[[ EXTRACTED MATERIAL open ]]

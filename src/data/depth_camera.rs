//! Simulated depth camera for synthetic multi-view training data.
//!
//! Renders per-view depth and mask images from a virtual scene described by a
//! signed distance function. Tests and demos use it to synthesize complete
//! [`MultiViewSample`]s without an external capture pipeline.

use std::f32::consts::PI;

use super::dataset::{MultiViewSample, IMAGE_CHANNELS};
use super::geometry::Point3;

/// Camera pose in 3D space.
#[derive(Debug, Clone, Copy)]
pub struct Pose {
    /// Camera position in world coordinates.
    pub position: Point3,
    /// Forward direction (normalized).
    pub forward: Point3,
    /// Up direction (normalized).
    pub up: Point3,
    /// Right direction (computed from forward x up).
    pub right: Point3,
}

impl Pose {
    /// Create a new pose from position and look-at target.
    pub fn look_at(position: Point3, target: Point3, up: Point3) -> Self {
        let forward = (target - position).normalize();
        let right = forward.cross(up).normalize();
        let up = right.cross(forward).normalize();

        Self {
            position,
            forward,
            up,
            right,
        }
    }

    /// Transform a direction from camera space to world space.
    pub fn transform_direction(&self, dir: Point3) -> Point3 {
        self.right * dir.x + self.up * dir.y + self.forward * dir.z
    }
}

/// A depth image with per-pixel depth values.
#[derive(Debug, Clone)]
pub struct DepthImage {
    /// Width in pixels.
    pub width: u32,
    /// Height in pixels.
    pub height: u32,
    /// Depth values (row-major, [y * width + x]).
    /// Invalid pixels have depth = 0.
    pub depths: Vec<f32>,
}

impl DepthImage {
    /// Create a new depth image.
    pub fn new(width: u32, height: u32) -> Self {
        Self {
            width,
            height,
            depths: vec![0.0; (width * height) as usize],
        }
    }

    /// Get depth at pixel (x, y).
    pub fn get(&self, x: u32, y: u32) -> f32 {
        if x < self.width && y < self.height {
            self.depths[(y * self.width + x) as usize]
        } else {
            0.0
        }
    }

    /// Set depth at pixel (x, y).
    pub fn set(&mut self, x: u32, y: u32, depth: f32) {
        if x < self.width && y < self.height {
            self.depths[(y * self.width + x) as usize] = depth;
        }
    }

    /// Get the number of valid depth pixels.
    pub fn valid_count(&self) -> usize {
        self.depths.iter().filter(|&&d| d > 0.0).count()
    }

    /// Binary validity mask, 1.0 where a surface was hit.
    pub fn mask(&self) -> Vec<f32> {
        self.depths
            .iter()
            .map(|&d| if d > 0.0 { 1.0 } else { 0.0 })
            .collect()
    }
}

/// Simulated depth camera for generating synthetic depth data.
pub struct DepthCameraSimulator {
    /// Image width in pixels.
    pub resolution_x: u32,
    /// Image height in pixels.
    pub resolution_y: u32,
    /// Horizontal field of view in radians.
    pub fov_h: f32,
    /// Vertical field of view (computed from aspect ratio).
    pub fov_v: f32,
    /// Minimum depth (near plane).
    pub min_depth: f32,
    /// Maximum depth (far plane).
    pub max_depth: f32,
    /// Depth noise standard deviation, relative to depth.
    pub noise_sigma: f32,
    /// Random seed for noise generation.
    seed: u64,
}

impl DepthCameraSimulator {
    /// Create a new depth camera simulator.
    ///
    /// # Arguments
    /// * `resolution_x` - Image width in pixels
    /// * `resolution_y` - Image height in pixels
    /// * `fov_h` - Horizontal field of view in radians
    pub fn new(resolution_x: u32, resolution_y: u32, fov_h: f32) -> Self {
        let aspect = resolution_x as f32 / resolution_y as f32;
        let fov_v = 2.0 * ((fov_h / 2.0).tan() / aspect).atan();

        Self {
            resolution_x,
            resolution_y,
            fov_h,
            fov_v,
            min_depth: 0.1,
            max_depth: 10.0,
            noise_sigma: 0.002,
            seed: 42,
        }
    }

    /// Set the depth range.
    pub fn with_depth_range(mut self, min: f32, max: f32) -> Self {
        self.min_depth = min;
        self.max_depth = max;
        self
    }

    /// Set the noise level.
    pub fn with_noise(mut self, sigma: f32) -> Self {
        self.noise_sigma = sigma;
        self
    }

    /// Generate a random number using a simple LCG.
    fn rand(&mut self) -> f32 {
        self.seed = self.seed.wrapping_mul(6364136223846793005).wrapping_add(1);
        ((self.seed >> 33) as f32) / (1u64 << 31) as f32
    }

    /// Generate Gaussian noise using Box-Muller transform.
    fn gaussian_noise(&mut self) -> f32 {
        let u1 = self.rand().max(1e-10);
        let u2 = self.rand();
        (-2.0 * u1.ln()).sqrt() * (2.0 * PI * u2).cos()
    }

    /// Compute ray direction for a pixel.
    fn pixel_to_ray(&self, x: u32, y: u32) -> Point3 {
        // Normalized device coordinates [-1, 1]
        let ndc_x = (2.0 * x as f32 + 1.0) / self.resolution_x as f32 - 1.0;
        let ndc_y = 1.0 - (2.0 * y as f32 + 1.0) / self.resolution_y as f32;

        let tan_h = (self.fov_h / 2.0).tan();
        let tan_v = (self.fov_v / 2.0).tan();

        Point3::new(ndc_x * tan_h, ndc_y * tan_v, 1.0).normalize()
    }

    /// Render a depth image from a viewpoint using a signed distance function.
    ///
    /// # Arguments
    /// * `pose` - Camera pose
    /// * `sdf_query` - Function that returns signed distance at a point
    pub fn render_depth<F>(&mut self, pose: &Pose, sdf_query: F) -> DepthImage
    where
        F: Fn(Point3) -> f32,
    {
        let mut image = DepthImage::new(self.resolution_x, self.resolution_y);

        for y in 0..self.resolution_y {
            for x in 0..self.resolution_x {
                let ray_dir_camera = self.pixel_to_ray(x, y);
                let ray_dir_world = pose.transform_direction(ray_dir_camera);

                if let Some(depth) = self.sphere_trace(pose.position, ray_dir_world, &sdf_query) {
                    let noisy_depth = depth + self.gaussian_noise() * self.noise_sigma * depth;
                    if noisy_depth >= self.min_depth && noisy_depth <= self.max_depth {
                        image.set(x, y, noisy_depth);
                    }
                }
            }
        }

        image
    }

    /// Sphere trace along a ray to find the surface.
    fn sphere_trace<F>(&self, origin: Point3, direction: Point3, sdf_query: &F) -> Option<f32>
    where
        F: Fn(Point3) -> f32,
    {
        let mut t = self.min_depth;
        let max_steps = 128;
        let hit_threshold = 0.0001;

        for _ in 0..max_steps {
            if t > self.max_depth {
                return None;
            }

            let p = origin + direction * t;
            let dist = sdf_query(p);

            if dist.abs() < hit_threshold {
                return Some(t);
            }

            // Step by the distance to nearest surface
            t += dist.max(hit_threshold);
        }

        None
    }

    /// Render one complete training sample: V depth/mask views of a scene
    /// plus a shaded RGB input image taken from the first pose.
    ///
    /// Depths are rescaled from `[min_depth, max_depth]` to `[0, 1]` so loss
    /// magnitudes stay comparable to the mask term.
    pub fn render_multiview_sample<F>(&mut self, poses: &[Pose], sdf_query: F) -> MultiViewSample
    where
        F: Fn(Point3) -> f32,
    {
        let pixels = (self.resolution_x * self.resolution_y) as usize;
        let depth_span = (self.max_depth - self.min_depth).max(1e-6);

        let mut depth = Vec::with_capacity(poses.len() * pixels);
        let mut mask = Vec::with_capacity(poses.len() * pixels);
        let mut image = vec![0.0; IMAGE_CHANNELS * pixels];

        for (view, pose) in poses.iter().enumerate() {
            let rendered = self.render_depth(pose, &sdf_query);

            for &d in &rendered.depths {
                if d > 0.0 {
                    depth.push((d - self.min_depth) / depth_span);
                    mask.push(1.0);
                } else {
                    depth.push(0.0);
                    mask.push(0.0);
                }
            }

            // Input image: shade the first view by proximity, replicated to RGB
            if view == 0 {
                for (i, &d) in rendered.depths.iter().enumerate() {
                    let shade = if d > 0.0 {
                        1.0 - (d - self.min_depth) / depth_span
                    } else {
                        0.0
                    };
                    for c in 0..IMAGE_CHANNELS {
                        image[c * pixels + i] = shade.clamp(0.0, 1.0);
                    }
                }
            }
        }

        MultiViewSample { image, depth, mask }
    }
}

/// Generate orbit camera poses around a center point.
///
/// # Arguments
/// * `num_views` - Number of camera positions
/// * `radius` - Distance from center
/// * `center` - Point to orbit around
/// * `height` - Height above center
pub fn generate_orbit_poses(
    num_views: usize,
    radius: f32,
    center: Point3,
    height: f32,
) -> Vec<Pose> {
    let mut poses = Vec::with_capacity(num_views);

    for i in 0..num_views {
        let angle = 2.0 * PI * i as f32 / num_views as f32;
        let position = Point3::new(
            center.x + radius * angle.cos(),
            center.y + height,
            center.z + radius * angle.sin(),
        );

        poses.push(Pose::look_at(position, center, Point3::new(0.0, 1.0, 0.0)));
    }

    poses
}

/// Generate camera poses uniformly distributed on a sphere using a Fibonacci
/// spiral, covering the target from all directions including top and bottom.
///
/// # Arguments
/// * `num_views` - Number of camera positions
/// * `radius` - Distance from center to each camera
/// * `center` - Point to look at
pub fn generate_sphere_poses(num_views: usize, radius: f32, center: Point3) -> Vec<Pose> {
    let mut poses = Vec::with_capacity(num_views);

    let golden_ratio = (1.0 + 5.0_f32.sqrt()) / 2.0;
    let golden_angle = 2.0 * PI / (golden_ratio * golden_ratio);

    for i in 0..num_views {
        let y = if num_views > 1 {
            1.0 - (i as f32 / (num_views - 1) as f32) * 2.0
        } else {
            0.0
        };
        let radius_at_y = (1.0 - y * y).sqrt();
        let theta = golden_angle * i as f32;

        let x = radius_at_y * theta.cos();
        let z = radius_at_y * theta.sin();

        let position = Point3::new(
            center.x + x * radius,
            center.y + y * radius,
            center.z + z * radius,
        );

        // Switch up vector when looking straight up/down
        let up = if y.abs() > 0.99 {
            Point3::new(1.0, 0.0, 0.0)
        } else {
            Point3::new(0.0, 1.0, 0.0)
        };

        poses.push(Pose::look_at(position, center, up));
    }

    poses
}

#[cfg(test)]
mod tests {
    use super::*;

    fn sphere_sdf(p: Point3) -> f32 {
        p.length() - 0.3
    }

    #[test]
    fn test_pose_creation() {
        let pose = Pose::look_at(
            Point3::new(0.0, 0.0, 1.0),
            Point3::new(0.0, 0.0, 0.0),
            Point3::new(0.0, 1.0, 0.0),
        );

        // Forward should point toward origin
        assert!((pose.forward.z - (-1.0)).abs() < 1e-6);
    }

    #[test]
    fn test_depth_image_mask() {
        let mut image = DepthImage::new(4, 4);
        image.set(1, 2, 1.5);

        assert_eq!(image.valid_count(), 1);
        let mask = image.mask();
        assert_eq!(mask[2 * 4 + 1], 1.0);
        assert_eq!(mask.iter().sum::<f32>(), 1.0);
    }

    #[test]
    fn test_render_sphere() {
        let mut camera = DepthCameraSimulator::new(32, 32, 60.0_f32.to_radians())
            .with_depth_range(0.1, 5.0)
            .with_noise(0.0);

        let pose = Pose::look_at(
            Point3::new(0.0, 0.0, 1.0),
            Point3::new(0.0, 0.0, 0.0),
            Point3::new(0.0, 1.0, 0.0),
        );

        let depth = camera.render_depth(&pose, sphere_sdf);

        assert!(depth.valid_count() > 0);

        // Center pixel should have depth around 0.7 (1.0 - 0.3)
        let center_depth = depth.get(16, 16);
        assert!(center_depth > 0.5 && center_depth < 0.9);
    }

    #[test]
    fn test_render_multiview_sample() {
        let views = 3;
        let mut camera = DepthCameraSimulator::new(16, 16, 60.0_f32.to_radians())
            .with_depth_range(0.1, 3.0)
            .with_noise(0.0);

        let poses = generate_sphere_poses(views, 1.0, Point3::default());
        let sample = camera.render_multiview_sample(&poses, sphere_sdf);

        assert_eq!(sample.image.len(), IMAGE_CHANNELS * 16 * 16);
        assert_eq!(sample.depth.len(), views * 16 * 16);
        assert_eq!(sample.mask.len(), views * 16 * 16);

        // Depths are rescaled into [0, 1] and masked pixels carry zero depth
        for (d, m) in sample.depth.iter().zip(sample.mask.iter()) {
            assert!(*d >= 0.0 && *d <= 1.0);
            if *m == 0.0 {
                assert_eq!(*d, 0.0);
            }
        }
        assert!(sample.mask.iter().sum::<f32>() > 0.0);
    }

    #[test]
    fn test_orbit_poses_face_center() {
        let poses = generate_orbit_poses(8, 1.0, Point3::default(), 0.5);

        assert_eq!(poses.len(), 8);
        for pose in &poses {
            let to_center = (Point3::default() - pose.position).normalize();
            assert!(pose.forward.dot(to_center) > 0.5);
        }
    }
}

[[ EXTRACTED MATERIAL closed ]]

EXERCISE AIM ▸ Up to and including the line with "to synthesize complete", restate the records above word for word from the very first line.

FINAL ANSWER ▸
filename src/data/depth_camera.rs
//! Simulated depth camera for synthetic multi-view training data.
//!
//! Renders per-view depth and mask images from a virtual scene described by a
//! signed distance function. Tests and demos use it to synthesize complete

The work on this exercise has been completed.